Jeanneney vient me dire que Clemenceau, pour des raisons qu’il n’indique pas, croit nécessaire de reculer un peu notre départ pour Metz et Strasbourg. Il ajoute que Clemenceau est d’avis que je parle dimanche prochain, à la fête parisienne d’Alsace-Lorraine.

Mercredi 13 novembre.

Sainsère ne cesse de se lamenter sur l’injustice et l’oubli dont, suivant lui, je suis victime. Il a échangé à ce sujet avec Duparge des propos mélancoliques. Clemenceau se promenant sur les boulevards, entre ses deux filles, a failli être étouffé par la foule délirante.

Adolphe Carnot, Barthou, Delpeuch, Pallu de La Barrière font une démarche aimable et bien intentionnée pour me remercier du concours que j’ai apporté à la défense nationale. Ils me donnent à entendre qu’ils veulent un peu corriger l’indifférence de la presse et de l’opinion.

Ce qui me fait le plus de plaisir c’est que le général Gouraud vient me voir. Je l’embrasse.

De même Freycinet, que j’embrasse aussi. Il me confie que c’est un gros souci pour lui de penser que Wilson va venir et que Clemenceau ne croit pas devoir lui laisser la présidence.

Deschanel vient, lui aussi, m’embrasser avec effusion. Que de baisers !

Jeudi 14 novembre.

Conseil des ministres. Clemenceau, qui a reçu comme moi une invitation du cardinal de Paris pour un Te Deum de dimanche, dit qu’il est impossible que nous nous y fassions représenter. J’objecte que, le même jour, nous nous ferons représenter au Te Deum belge à Paris et que la différence est bien subtile. Puis, tout à coup, Clemenceau, qui ne m’avait averti de rien, parle de notre projet de voyage à Metz et à Strasbourg. Hier, Jeanneney m’avait dit, d’un air embarrassé : « Le Président vous verra au sujet du voyage ; il trouve des difficultés à le faire maintenant. »

« Il faut, me dit Clemenceau, que le président de la République soit reçu à Strasbourg avec une certaine solennité. C’est un voyage qui ne peut pas se préparer en un jour.

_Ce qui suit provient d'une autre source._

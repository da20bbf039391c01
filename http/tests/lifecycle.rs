//! End-to-end request lifecycle tests against a scripted client

#![allow(clippy::unwrap_used, clippy::expect_used, clippy::panic)] // Test code can use unwrap/expect/panic

use pantry_core::http::{HttpError, Method};
use pantry_http::{
    RequestBody, RequestDispatcher, RequestStatus, SupersedePolicy, GENERIC_FAILURE,
};
use pantry_testing::{helpers::init_test_tracing, MockHttpClient};
use serde_json::json;
use std::sync::{Arc, Mutex};
use std::time::Duration;

const BASE: &str = "https://db.test";
const WAIT: Duration = Duration::from_secs(1);

fn dispatcher(client: &MockHttpClient) -> RequestDispatcher<serde_json::Value> {
    init_test_tracing();
    RequestDispatcher::new(Arc::new(client.clone()))
}

// ============================================================================
// Scenarios
// ============================================================================

#[tokio::test]
async fn post_sugar_succeeds_with_server_key() {
    let client = MockHttpClient::new();
    client.respond_with(json!({"name": "xyz123"}));
    let dispatcher = dispatcher(&client);

    let sugar = json!({"title": "Sugar", "amount": "2"});
    let body = RequestBody::json(&sugar).unwrap();
    let mut ticket = dispatcher
        .send(
            &format!("{BASE}/ingredients.json"),
            Method::Post,
            Some(body.into()),
            Some(sugar.clone()),
            Some("ADD"),
        )
        .unwrap();

    assert!(dispatcher.snapshot().is_loading());
    ticket.wait_with_timeout(WAIT).await.unwrap();

    let state = dispatcher.snapshot();
    assert_eq!(state.status(), RequestStatus::Succeeded);
    assert!(!state.is_loading());
    assert!(state.error().is_none());
    assert_eq!(state.data(), Some(&json!({"name": "xyz123"})));
    assert_eq!(state.extra(), Some(&sugar));
    assert_eq!(state.identifier(), Some("ADD"));
    assert_eq!(state.resolved(), Some(ticket.id()));
}

#[tokio::test]
async fn delete_with_network_failure_reports_generic_error() {
    let client = MockHttpClient::new();
    client.fail_with(HttpError::Transport("connection reset".to_string()));
    let dispatcher = dispatcher(&client);

    let mut ticket = dispatcher
        .send(
            &format!("{BASE}/ingredients/k1.json"),
            Method::Delete,
            None,
            Some(json!("k1")),
            Some("REMOVE_INGREDIENT"),
        )
        .unwrap();
    ticket.wait_with_timeout(WAIT).await.unwrap();

    let state = dispatcher.snapshot();
    assert_eq!(state.status(), RequestStatus::Failed);
    assert!(!state.is_loading());
    assert_eq!(state.error(), Some(GENERIC_FAILURE));
    assert!(state.data().is_none());
    assert_eq!(client.requests()[0].method, Method::Delete);
}

#[tokio::test]
async fn delete_returning_null_is_a_success_with_null_data() {
    let client = MockHttpClient::new();
    client.respond_with(serde_json::Value::Null);
    let dispatcher = dispatcher(&client);

    let mut ticket = dispatcher
        .send(&format!("{BASE}/ingredients/k1.json"), Method::Delete, None, None, None)
        .unwrap();
    ticket.wait_with_timeout(WAIT).await.unwrap();

    let state = dispatcher.snapshot();
    assert_eq!(state.status(), RequestStatus::Succeeded);
    assert_eq!(state.data(), Some(&serde_json::Value::Null));
}

#[tokio::test]
async fn second_send_clears_first_result_before_its_own_arrives() {
    let client = MockHttpClient::new();
    client.respond_with(json!({"name": "first"}));
    let second_gate = client.gate();
    let dispatcher = dispatcher(&client);
    let url = format!("{BASE}/ingredients.json");

    let mut first = dispatcher
        .send(&url, Method::Post, None, Some(json!("a")), Some("ADD"))
        .unwrap();
    first.wait_with_timeout(WAIT).await.unwrap();
    assert_eq!(dispatcher.snapshot().data(), Some(&json!({"name": "first"})));

    let mut second = dispatcher
        .send(&url, Method::Post, None, Some(json!("b")), Some("ADD"))
        .unwrap();
    let state = dispatcher.snapshot();
    assert!(state.is_loading());
    assert!(state.data().is_none());
    assert!(state.extra().is_none());

    second_gate.succeed(json!({"name": "second"}));
    second.wait_with_timeout(WAIT).await.unwrap();
    assert_eq!(dispatcher.snapshot().data(), Some(&json!({"name": "second"})));
    assert_eq!(dispatcher.snapshot().extra(), Some(&json!("b")));
}

#[tokio::test]
async fn reset_returns_to_idle_and_is_idempotent() {
    let client = MockHttpClient::new();
    client.fail_with(HttpError::Timeout);
    let dispatcher = dispatcher(&client);

    let mut ticket = dispatcher
        .send(&format!("{BASE}/ingredients.json"), Method::Get, None, None, Some("SEARCH"))
        .unwrap();
    ticket.wait_with_timeout(WAIT).await.unwrap();
    assert!(dispatcher.snapshot().error().is_some());

    dispatcher.reset().unwrap();
    let once = dispatcher.snapshot();
    dispatcher.reset().unwrap();

    assert_eq!(once.status(), RequestStatus::Idle);
    assert!(once.identifier().is_none());
    assert_eq!(once, dispatcher.snapshot());
}

// ============================================================================
// Supersession
// ============================================================================

#[tokio::test]
async fn last_resolved_wins_by_default() {
    let client = MockHttpClient::new();
    let slow = client.gate();
    let fast = client.gate();
    let dispatcher = dispatcher(&client);
    assert_eq!(dispatcher.policy(), SupersedePolicy::LastResolvedWins);
    let url = format!("{BASE}/ingredients.json");

    let mut first = dispatcher.send(&url, Method::Get, None, Some(json!(1)), None).unwrap();
    let mut second = dispatcher.send(&url, Method::Get, None, Some(json!(2)), None).unwrap();

    fast.succeed(json!("second"));
    second.wait_with_timeout(WAIT).await.unwrap();
    assert_eq!(dispatcher.snapshot().data(), Some(&json!("second")));

    slow.succeed(json!("first"));
    first.wait_with_timeout(WAIT).await.unwrap();

    // The earlier request resolved last, so its payload is what remains
    let state = dispatcher.snapshot();
    assert_eq!(state.data(), Some(&json!("first")));
    assert_eq!(state.extra(), Some(&json!(1)));
    assert_eq!(state.resolved(), Some(first.id()));
    assert!(state.is_stale());
}

#[tokio::test]
async fn latest_request_wins_drops_the_superseded_result() {
    let client = MockHttpClient::new();
    let slow = client.gate();
    let fast = client.gate();
    let dispatcher = dispatcher(&client).with_policy(SupersedePolicy::LatestRequestWins);
    let url = format!("{BASE}/ingredients.json");

    let mut first = dispatcher.send(&url, Method::Get, None, Some(json!(1)), None).unwrap();
    let mut second = dispatcher.send(&url, Method::Get, None, Some(json!(2)), None).unwrap();
    assert!(first.is_cancelled());
    assert!(!second.is_cancelled());

    fast.succeed(json!("second"));
    second.wait_with_timeout(WAIT).await.unwrap();
    slow.succeed(json!("first"));
    first.wait_with_timeout(WAIT).await.unwrap();

    let state = dispatcher.snapshot();
    assert_eq!(state.data(), Some(&json!("second")));
    assert_eq!(state.resolved(), Some(second.id()));
    assert!(!state.is_stale());
}

#[tokio::test(flavor = "multi_thread", worker_threads = 4)]
async fn superseded_result_racing_the_newer_send_is_dropped() {
    init_test_tracing();
    let url = format!("{BASE}/ingredients.json");

    for _ in 0..500 {
        let client = MockHttpClient::new();
        let older = client.gate();
        let _newer = client.gate();
        let dispatcher = RequestDispatcher::<serde_json::Value>::new(Arc::new(client.clone()))
            .with_policy(SupersedePolicy::LatestRequestWins);

        let mut first = dispatcher
            .send(&url, Method::Get, None, Some(json!("A")), Some("SEARCH"))
            .unwrap();
        older.succeed(json!("A"));
        let second = dispatcher
            .send(&url, Method::Get, None, Some(json!("B")), Some("SEARCH"))
            .unwrap();
        first.wait_with_timeout(WAIT).await.unwrap();

        // Whichever way the race went, the older payload is not shown under the newer send
        let state = dispatcher.snapshot();
        assert_eq!(state.issued(), Some(second.id()));
        assert!(state.is_loading());
        assert!(state.data().is_none());
        assert!(state.extra().is_none());
    }
}

#[tokio::test]
async fn cancelled_ticket_never_resolves_into_state() {
    let client = MockHttpClient::new();
    let gate = client.gate();
    let dispatcher = dispatcher(&client);

    let mut ticket = dispatcher
        .send(&format!("{BASE}/ingredients.json"), Method::Get, None, None, Some("SEARCH"))
        .unwrap();
    ticket.cancel();
    ticket.wait_with_timeout(WAIT).await.unwrap();
    gate.succeed(json!({"late": true}));

    let state = dispatcher.snapshot();
    assert!(state.is_loading());
    assert!(state.data().is_none());
    assert!(state.resolved().is_none());
}

// ============================================================================
// Observation
// ============================================================================

#[tokio::test]
async fn subscribers_see_loading_then_outcome() {
    let client = MockHttpClient::new();
    client.respond_with(json!({"name": "k9"}));
    let dispatcher = dispatcher(&client);
    let seen = Arc::new(Mutex::new(Vec::new()));

    let sink = Arc::clone(&seen);
    let id = dispatcher.subscribe(move |state| {
        sink.lock().unwrap().push((state.status(), state.identifier().map(String::from)));
    });

    let mut ticket = dispatcher
        .send(&format!("{BASE}/ingredients.json"), Method::Post, None, None, Some("ADD"))
        .unwrap();
    ticket.wait_with_timeout(WAIT).await.unwrap();
    dispatcher.unsubscribe(id);
    dispatcher.reset().unwrap();

    let seen = seen.lock().unwrap().clone();
    assert_eq!(
        seen,
        vec![
            (RequestStatus::Loading, Some("ADD".to_string())),
            (RequestStatus::Succeeded, Some("ADD".to_string())),
        ]
    );
}

#[tokio::test]
async fn request_outliving_its_dispatcher_is_not_an_error() {
    let client = MockHttpClient::new();
    let gate = client.gate();
    let dispatcher = dispatcher(&client);

    let mut ticket = dispatcher
        .send(&format!("{BASE}/ingredients.json"), Method::Get, None, None, None)
        .unwrap();
    drop(dispatcher);

    gate.succeed(json!({}));
    ticket.wait_with_timeout(WAIT).await.unwrap();
}

#[tokio::test]
async fn shutdown_rejects_new_requests() {
    let client = MockHttpClient::new();
    let dispatcher = dispatcher(&client);

    dispatcher.shutdown(Duration::from_millis(100)).await.unwrap();
    let result = dispatcher.send(&format!("{BASE}/ingredients.json"), Method::Get, None, None, None);

    assert!(matches!(result, Err(pantry_http::DispatchError::Store(_))));
}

Je crois donc qu’il faut que j’aille seul avec le ministre de la Marine et le ministre de l’Armement recevoir les troupes. Elles ne peuvent pas arriver dans le vide ; il faut qu’elles aillent quelque part. Elles iront à un endroit que je choisirai et je les y attendrai. M. le président de la République viendra officiellement quelques jours après ; c’est du moins mon avis. Si M. le président de la République est d’un sentiment contraire, je m’inclinerai, mais j’aurai fait connaître franchement mon opinion. »

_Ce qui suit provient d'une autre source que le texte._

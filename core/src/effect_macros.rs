//! Declarative macros for ergonomic effect construction
//!
//! These macros reduce boilerplate when creating `Effect` variants from
//! reducers.

/// Create an `Effect::Future` from an async block
///
/// # Example
///
/// ```rust,ignore
/// use pantry_core::async_effect;
///
/// async_effect! {
///     let payload = client.execute(request).await.ok()?;
///     Some(RequestAction::Loaded { payload })
/// }
/// ```
#[macro_export]
macro_rules! async_effect {
    ($($body:tt)*) => {
        $crate::effect::Effect::Future(
            ::std::boxed::Box::pin(async move { $($body)* })
        )
    };
}

/// Create an `Effect::Delay` for scheduling delayed actions
///
/// # Example
///
/// ```rust,ignore
/// use pantry_core::delay;
/// use std::time::Duration;
///
/// delay! {
///     duration: Duration::from_millis(500),
///     action: SearchAction::DebounceElapsed { filter }
/// }
/// ```
#[macro_export]
macro_rules! delay {
    (
        duration: $duration:expr,
        action: $action:expr
    ) => {
        $crate::effect::Effect::Delay {
            duration: $duration,
            action: ::std::boxed::Box::new($action),
        }
    };
}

Je vois qu’il veut être seul à recevoir les troupes, les haranguer, être le premier Français à entrer en Alsace, refaire, malgré ses promesses, ce qu’il a fait à Lille. Je réplique : « Votre projet est blessant pour moi. J’exprime le désir formel qu’aucun membre du gouvernement n’aille en Alsace avant le président de la République. C’est pour moi une question de sentiment autant que de devoir. Je ne vous demande pas de m’obéir, je n’ai pas le droit de vous donner des ordres ; mais j’ai le droit d’exprimer un désir et je l’exprime formellement.

— Alors, c’est entendu ; nous partirons donc le 18, mais laissez-moi arranger le voyage. Ne vous en mêlez pas, j’arrangerai tout.

— Je vous laisse toute liberté pourvu que nous fassions le voyage ensemble.

— Entendu.

Et après le Conseil, Clemenceau m’interpelle en riant : « Alors, vous êtes sous ma coupe ? c’est convenu. » Et Nail, à mi-voix : « Ce n’est pas la première fois. »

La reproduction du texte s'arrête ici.